(Items from a data source)
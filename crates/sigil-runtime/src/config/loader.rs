//! Configuration loader using figment.
//!
//! Sources are layered, later ones overriding earlier ones:
//!
//! 1. Built-in defaults
//! 2. Profile-specific config file (`sigil.{profile}.toml` / `sigil.{profile}.yaml`)
//! 3. Main config file (`sigil.toml` / `sigil.yaml`)
//! 4. Environment variables (`SIGIL_*`)
//! 5. Programmatic overrides
//!
//! # Feature Flags
//!
//! - `toml-config`: enables TOML configuration files (`sigil.toml`, `config.toml`)
//! - `yaml-config`: enables YAML configuration files (`sigil.yaml`, `sigil.yml`, etc.)
//!
//! # Environment Variable Mapping
//!
//! Environment variables use the `SIGIL_` prefix with `__` as the nesting
//! separator:
//!
//! - `SIGIL_LOGGING__LEVEL=debug` → `logging.level = "debug"`
//! - `SIGIL_ROUTER__WORKERS=8` → `router.workers = 8`
//! - `SIGIL_INTERACTION__TTL_SECS=600` → `interaction.ttl_secs = 600`
//!
//! # Example
//!
//! ```rust,ignore
//! use sigil_runtime::config::ConfigLoader;
//!
//! let config = ConfigLoader::new()
//!     .profile("production")
//!     .file("./config/sigil.toml")
//!     .load()?;
//! ```

use std::path::{Path, PathBuf};

use figment::Figment;
#[cfg(any(feature = "yaml-config", feature = "toml-config"))]
use figment::providers::Format;
#[cfg(feature = "toml-config")]
use figment::providers::Toml;
#[cfg(feature = "yaml-config")]
use figment::providers::Yaml;
use figment::providers::{Env, Serialized};
use tracing::{debug, info, trace, warn};

use super::error::{ConfigError, ConfigResult};
use super::schema::SigilConfig;
use super::validation::validate_config;

/// Configuration profile for environment-specific settings.
#[derive(Debug, Clone, Default, PartialEq, Eq)]
pub enum Profile {
    /// Development profile (default).
    #[default]
    Development,
    /// Production profile.
    Production,
    /// Custom profile name.
    Custom(String),
}

impl Profile {
    /// Returns the profile name as a string.
    pub fn as_str(&self) -> &str {
        match self {
            Self::Development => "development",
            Self::Production => "production",
            Self::Custom(name) => name,
        }
    }

    /// Parses a profile name. `prod` and `dev` are accepted as short forms.
    pub fn parse(name: &str) -> Self {
        match name.to_lowercase().as_str() {
            "production" | "prod" => Self::Production,
            "development" | "dev" => Self::Development,
            other => Self::Custom(other.to_string()),
        }
    }

    /// Reads `SIGIL_PROFILE`, defaulting to development.
    pub fn from_env() -> Self {
        std::env::var("SIGIL_PROFILE")
            .map(|p| Self::parse(&p))
            .unwrap_or_default()
    }
}

impl std::fmt::Display for Profile {
    fn fmt(&self, f: &mut std::fmt::Formatter<'_>) -> std::fmt::Result {
        write!(f, "{}", self.as_str())
    }
}

/// Configuration loader with figment-based multi-source support.
pub struct ConfigLoader {
    figment: Figment,
    profile: Profile,
    search_paths: Vec<PathBuf>,
    load_env: bool,
    /// Overrides the search when set.
    config_file: Option<PathBuf>,
}

impl Default for ConfigLoader {
    fn default() -> Self {
        Self::new()
    }
}

impl ConfigLoader {
    /// Creates a new configuration loader with defaults.
    pub fn new() -> Self {
        Self {
            figment: Figment::new(),
            profile: Profile::from_env(),
            search_paths: Vec::new(),
            load_env: true,
            config_file: None,
        }
    }

    /// Sets the configuration profile.
    pub fn profile(mut self, profile: impl Into<String>) -> Self {
        self.profile = Profile::parse(&profile.into());
        self
    }

    /// Adds a search path for configuration files.
    pub fn search_path<P: AsRef<Path>>(mut self, path: P) -> Self {
        self.search_paths.push(path.as_ref().to_path_buf());
        self
    }

    /// Adds current directory to search paths.
    pub fn with_current_dir(self) -> Self {
        if let Ok(cwd) = std::env::current_dir() {
            self.search_path(cwd)
        } else {
            self
        }
    }

    /// Adds user config directory to search paths.
    pub fn with_user_config_dir(self) -> Self {
        if let Some(config_dir) = dirs::config_dir() {
            self.search_path(config_dir.join("sigil"))
        } else {
            self
        }
    }

    /// Sets a specific configuration file to load.
    pub fn file<P: AsRef<Path>>(mut self, path: P) -> Self {
        self.config_file = Some(path.as_ref().to_path_buf());
        self
    }

    /// Enables loading environment variables (default: true).
    pub fn with_env(mut self) -> Self {
        self.load_env = true;
        self
    }

    /// Disables loading environment variables.
    pub fn without_env(mut self) -> Self {
        self.load_env = false;
        self
    }

    /// Merges additional configuration programmatically.
    pub fn merge(mut self, config: SigilConfig) -> Self {
        self.figment = self.figment.merge(Serialized::defaults(config));
        self
    }

    /// Loads, validates and returns the configuration.
    pub fn load(self) -> ConfigResult<SigilConfig> {
        let profile = self.profile.clone();
        let figment = self.build_figment()?;

        let config: SigilConfig = figment.extract().map_err(|e| {
            ConfigError::ParseError(format!("Failed to extract configuration: {e}"))
        })?;
        validate_config(&config)?;

        debug!(
            profile = %profile,
            prefixes = ?config.router.prefixes,
            workers = config.router.workers,
            logging_level = %config.logging.level,
            "Configuration loaded successfully"
        );

        Ok(config)
    }

    fn build_figment(mut self) -> ConfigResult<Figment> {
        let mut figment = Figment::from(Serialized::defaults(SigilConfig::default()));

        if let Some(path) = self.config_file.take() {
            if !path.exists() {
                return Err(ConfigError::FileNotFound(path));
            }
            info!(path = %path.display(), "Loading configuration file");
            figment = Self::merge_config_file(figment, &path)?;
        } else {
            figment = self.load_config_files(figment);
        }

        if self.load_env {
            trace!("Loading environment variables with SIGIL_ prefix");
            figment = figment.merge(
                Env::prefixed("SIGIL_")
                    .ignore(&["PROFILE"])
                    .split("__"),
            );
        }

        // Programmatic overrides win over files and the environment.
        let overrides = std::mem::take(&mut self.figment);
        Ok(figment.merge(overrides))
    }

    /// Merges a single config file, dispatching on its extension.
    ///
    /// Only extensions enabled via feature flags are accepted.
    fn merge_config_file(figment: Figment, path: &Path) -> ConfigResult<Figment> {
        let ext = path.extension().and_then(|e| e.to_str()).unwrap_or("");
        match ext {
            #[cfg(feature = "toml-config")]
            "toml" => Ok(figment.merge(Toml::file(path))),
            #[cfg(feature = "yaml-config")]
            "yaml" | "yml" => Ok(figment.merge(Yaml::file(path))),
            _ => {
                let _ = figment;
                Err(ConfigError::ParseError(format!(
                    "Unsupported or disabled configuration file format: .{ext}"
                )))
            }
        }
    }

    fn resolve_search_paths(&self) -> Vec<PathBuf> {
        if !self.search_paths.is_empty() {
            return self.search_paths.clone();
        }

        let mut paths = Vec::new();
        if let Ok(cwd) = std::env::current_dir() {
            paths.push(cwd);
        }
        if let Some(config_dir) = dirs::config_dir() {
            paths.push(config_dir.join("sigil"));
        }
        paths
    }

    /// Searches `search_paths × base_names`, merging a profile-specific
    /// variant before its base file. Stops at the first base file found.
    #[cfg(any(feature = "toml-config", feature = "yaml-config"))]
    fn load_format_files<F>(
        &self,
        mut figment: Figment,
        search_paths: &[PathBuf],
        base_names: &[&str],
        merge_fn: F,
    ) -> (Figment, bool)
    where
        F: Fn(Figment, &Path) -> Figment,
    {
        for search_path in search_paths {
            for base_name in base_names {
                let Some((stem, ext)) = base_name.rsplit_once('.') else {
                    continue;
                };

                let profile_path =
                    search_path.join(format!("{stem}.{}.{ext}", self.profile.as_str()));
                if profile_path.exists() {
                    debug!(path = %profile_path.display(), "Loading profile-specific config");
                    figment = merge_fn(figment, &profile_path);
                }

                let base_path = search_path.join(base_name);
                if base_path.exists() {
                    info!(path = %base_path.display(), "Loading configuration file");
                    figment = merge_fn(figment, &base_path);
                    return (figment, true);
                }
            }
        }
        (figment, false)
    }

    #[allow(unused_mut)]
    fn load_config_files(&self, mut figment: Figment) -> Figment {
        let search_paths = self.resolve_search_paths();
        let mut found = false;

        #[cfg(feature = "toml-config")]
        {
            let (f, ok) = self.load_format_files(
                figment,
                &search_paths,
                &["sigil.toml", "config.toml"],
                |fig, path| fig.merge(Toml::file(path)),
            );
            figment = f;
            found |= ok;
        }

        #[cfg(feature = "yaml-config")]
        {
            let (f, ok) = self.load_format_files(
                figment,
                &search_paths,
                &["sigil.yaml", "sigil.yml", "config.yaml", "config.yml"],
                |fig, path| fig.merge(Yaml::file(path)),
            );
            figment = f;
            found |= ok;
        }

        if !found {
            debug!(paths = ?search_paths, "No configuration file found, using defaults");
        }
        figment
    }
}

/// Loads the configuration from the default locations.
pub fn load_config() -> ConfigResult<SigilConfig> {
    ConfigLoader::new().load()
}

/// Loads the configuration from `path`, with environment overrides.
pub fn load_config_from_file<P: AsRef<Path>>(path: P) -> ConfigResult<SigilConfig> {
    ConfigLoader::new().file(path).load()
}

#[cfg(test)]
mod tests {
    use super::*;
    use crate::config::LogLevel;

    #[test]
    fn test_default_config() {
        let dir = tempfile::tempdir().unwrap();
        let config = ConfigLoader::new()
            .search_path(dir.path())
            .without_env()
            .load()
            .unwrap();

        assert_eq!(config, SigilConfig::default());
        assert_eq!(config.logging.level.as_str(), "info");
    }

    #[test]
    fn test_missing_file() {
        let err = ConfigLoader::new()
            .file("/nonexistent/sigil.toml")
            .without_env()
            .load()
            .unwrap_err();
        assert!(matches!(err, ConfigError::FileNotFound(_)));
    }

    #[test]
    fn test_programmatic_merge_overrides_defaults() {
        let dir = tempfile::tempdir().unwrap();
        let mut overrides = SigilConfig::default();
        overrides.router.workers = 2;
        overrides.logging.level = LogLevel::Debug;

        let config = ConfigLoader::new()
            .search_path(dir.path())
            .without_env()
            .merge(overrides)
            .load()
            .unwrap();
        assert_eq!(config.router.workers, 2);
        assert_eq!(config.logging.level, LogLevel::Debug);
    }

    #[test]
    fn test_profile_parse() {
        assert_eq!(Profile::parse("PROD"), Profile::Production);
        assert_eq!(Profile::parse("dev"), Profile::Development);
        assert_eq!(Profile::parse("staging"), Profile::Custom("staging".into()));
    }

    #[cfg(feature = "toml-config")]
    #[test]
    fn test_toml_file_and_profile() {
        let dir = tempfile::tempdir().unwrap();
        std::fs::write(
            dir.path().join("sigil.toml"),
            r#"
[router]
prefixes = ["?", "sigil "]
ignore_prefix_case = true
default_help = true

[interaction]
ttl_secs = 600
"#,
        )
        .unwrap();
        std::fs::write(
            dir.path().join("sigil.staging.toml"),
            "[router]\nworkers = 16\n",
        )
        .unwrap();

        let config = ConfigLoader::new()
            .profile("staging")
            .search_path(dir.path())
            .without_env()
            .load()
            .unwrap();

        assert_eq!(config.router.prefixes, vec!["?".to_string(), "sigil ".to_string()]);
        assert!(config.router.ignore_prefix_case);
        assert!(config.router.default_help);
        assert_eq!(config.router.workers, 16);
        assert_eq!(config.router.queue_capacity, 1000);
        assert_eq!(config.interaction.ttl_secs, Some(600));
    }

    #[cfg(feature = "toml-config")]
    #[test]
    fn test_invalid_file_fails_validation() {
        let dir = tempfile::tempdir().unwrap();
        let path = dir.path().join("broken.toml");
        std::fs::write(&path, "[router]\nworkers = 0\n").unwrap();

        let err = ConfigLoader::new().file(&path).without_env().load().unwrap_err();
        assert!(matches!(err, ConfigError::ValidationError { .. }));
    }
}
//! Inbound event shapes.
//!
//! A transport converts whatever its platform delivers into one of these two
//! structs before handing it to the router.

use serde::{Deserialize, Serialize};

/// The author of a message.
#[derive(Debug, Clone, PartialEq, Eq, Serialize, Deserialize)]
pub struct Author {
    /// Stable user identifier.
    pub id: String,
    /// Display name.
    #[serde(default)]
    pub name: String,
    /// Whether the account is a bot account.
    #[serde(default)]
    pub bot: bool,
}

impl Author {
    /// Creates a human author.
    pub fn user(id: impl Into<String>, name: impl Into<String>) -> Self {
        Self {
            id: id.into(),
            name: name.into(),
            bot: false,
        }
    }

    /// Creates a bot author.
    pub fn bot(id: impl Into<String>, name: impl Into<String>) -> Self {
        Self {
            id: id.into(),
            name: name.into(),
            bot: true,
        }
    }
}

/// A "message created" event.
#[derive(Debug, Clone, PartialEq, Eq, Serialize, Deserialize)]
pub struct MessageEvent {
    /// Identifier of the message itself.
    pub id: String,
    /// Channel the message was posted in.
    pub channel_id: String,
    /// Guild / server the channel belongs to, if any.
    #[serde(default)]
    pub guild_id: Option<String>,
    /// Who wrote it.
    pub author: Author,
    /// Raw text content.
    pub content: String,
}

impl MessageEvent {
    /// Creates a message event without a guild.
    pub fn new(
        id: impl Into<String>,
        channel_id: impl Into<String>,
        author: Author,
        content: impl Into<String>,
    ) -> Self {
        Self {
            id: id.into(),
            channel_id: channel_id.into(),
            guild_id: None,
            author,
            content: content.into(),
        }
    }

    /// Sets the guild id.
    pub fn in_guild(mut self, guild_id: impl Into<String>) -> Self {
        self.guild_id = Some(guild_id.into());
        self
    }

    /// Returns `true` if the content is exactly a mention of `user_id`.
    ///
    /// Both the plain (`<@id>`) and the nickname (`<@!id>`) forms count.
    pub fn is_mention_of(&self, user_id: &str) -> bool {
        let content = self.content.as_str();
        content == mention_of(user_id) || content == format!("<@!{user_id}>")
    }
}

/// A "reaction added" event.
#[derive(Debug, Clone, PartialEq, Eq, Serialize, Deserialize)]
pub struct ReactionEvent {
    /// Channel of the reacted message.
    pub channel_id: String,
    /// The reacted message.
    pub message_id: String,
    /// The user who added the reaction.
    pub user_id: String,
    /// Emoji name (unicode emoji or custom emoji name).
    pub emoji: String,
}

impl ReactionEvent {
    /// Creates a reaction event.
    pub fn new(
        channel_id: impl Into<String>,
        message_id: impl Into<String>,
        user_id: impl Into<String>,
        emoji: impl Into<String>,
    ) -> Self {
        Self {
            channel_id: channel_id.into(),
            message_id: message_id.into(),
            user_id: user_id.into(),
            emoji: emoji.into(),
        }
    }
}

/// Formats a user mention in the platform's `<@id>` syntax.
pub fn mention_of(user_id: &str) -> String {
    format!("<@{user_id}>")
}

What the task requires:
Across the data, pull every line containing the string "stem".

Exercise response:
                let Some((stem, ext)) = base_name.rsplit_once('.') else {
                    search_path.join(format!("{stem}.{}.{ext}", self.profile.as_str()));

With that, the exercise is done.